Supplied material ::
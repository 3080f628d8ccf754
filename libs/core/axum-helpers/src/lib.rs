//! # Axum Helpers
//!
//! Utilities and middleware shared by the HTTP services in this workspace.
//!
//! ## Modules
//!
//! - **[`errors`]**: `AppError` and the `{"error": ...}` response body
//! - **[`extractors`]**: Custom extractors (UUID path, JSON with typed rejection)
//! - **[`http`]**: HTTP middleware (security headers, CORS)
//! - **[`server`]**: Router assembly, health checks, graceful shutdown
//!
//! ## Quick Start
//!
//! ```ignore
//! use axum::Router;
//! use axum_helpers::server::{create_app, create_router};
//! use core_config::server::ServerConfig;
//! use utoipa::OpenApi;
//!
//! #[derive(OpenApi)]
//! #[openapi(paths())]
//! struct ApiDoc;
//!
//! #[tokio::main]
//! async fn main() -> Result<(), Box<dyn std::error::Error>> {
//!     let api_routes = Router::new(); // Add your routes
//!     let router = create_router::<ApiDoc>(api_routes)?;
//!
//!     create_app(router, &ServerConfig::default()).await?;
//!     Ok(())
//! }
//! ```

pub mod errors;
pub mod extractors;
pub mod http;
pub mod server;

// Re-export error types
pub use errors::{AppError, ErrorCode, ErrorResponse};

// Re-export extractors
pub use extractors::{AppJson, UuidPath};

// Re-export HTTP middleware
pub use http::{create_permissive_cors_layer, security_headers};

// Re-export server types
pub use server::{
    HealthCheckFuture, HealthResponse, create_app, create_router, health_router,
    run_health_checks, shutdown_signal,
};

Exercise description ::
The complete set of entries above must be reproduced verbatim.

The completed task ::
repository 3080f628d8ccf754
filename libs/core/axum-helpers/src/lib.rs
//! # Axum Helpers
//!
//! Utilities and middleware shared by the HTTP services in this workspace.
//!
//! ## Modules
//!
//! - **[`errors`]**: `AppError` and the `{"error": ...}` response body
//! - **[`extractors`]**: Custom extractors (UUID path, JSON with typed rejection)
//! - **[`http`]**: HTTP middleware (security headers, CORS)
//! - **[`server`]**: Router assembly, health checks, graceful shutdown
//!
//! ## Quick Start
//!
//! ```ignore
//! use axum::Router;
//! use axum_helpers::server::{create_app, create_router};
//! use core_config::server::ServerConfig;
//! use utoipa::OpenApi;
//!
//! #[derive(OpenApi)]
//! #[openapi(paths())]
//! struct ApiDoc;
//!
//! #[tokio::main]
//! async fn main() -> Result<(), Box<dyn std::error::Error>> {
//!     let api_routes = Router::new(); // Add your routes
//!     let router = create_router::<ApiDoc>(api_routes)?;
//!
//!     create_app(router, &ServerConfig::default()).await?;
//!     Ok(())
//! }
//! ```

pub mod errors;
pub mod extractors;
pub mod http;
pub mod server;

// Re-export error types
pub use errors::{AppError, ErrorCode, ErrorResponse};

// Re-export extractors
pub use extractors::{AppJson, UuidPath};

// Re-export HTTP middleware
pub use http::{create_permissive_cors_layer, security_headers};

// Re-export server types
pub use server::{
    HealthCheckFuture, HealthResponse, create_app, create_router, health_router,
    run_health_checks, shutdown_signal,
};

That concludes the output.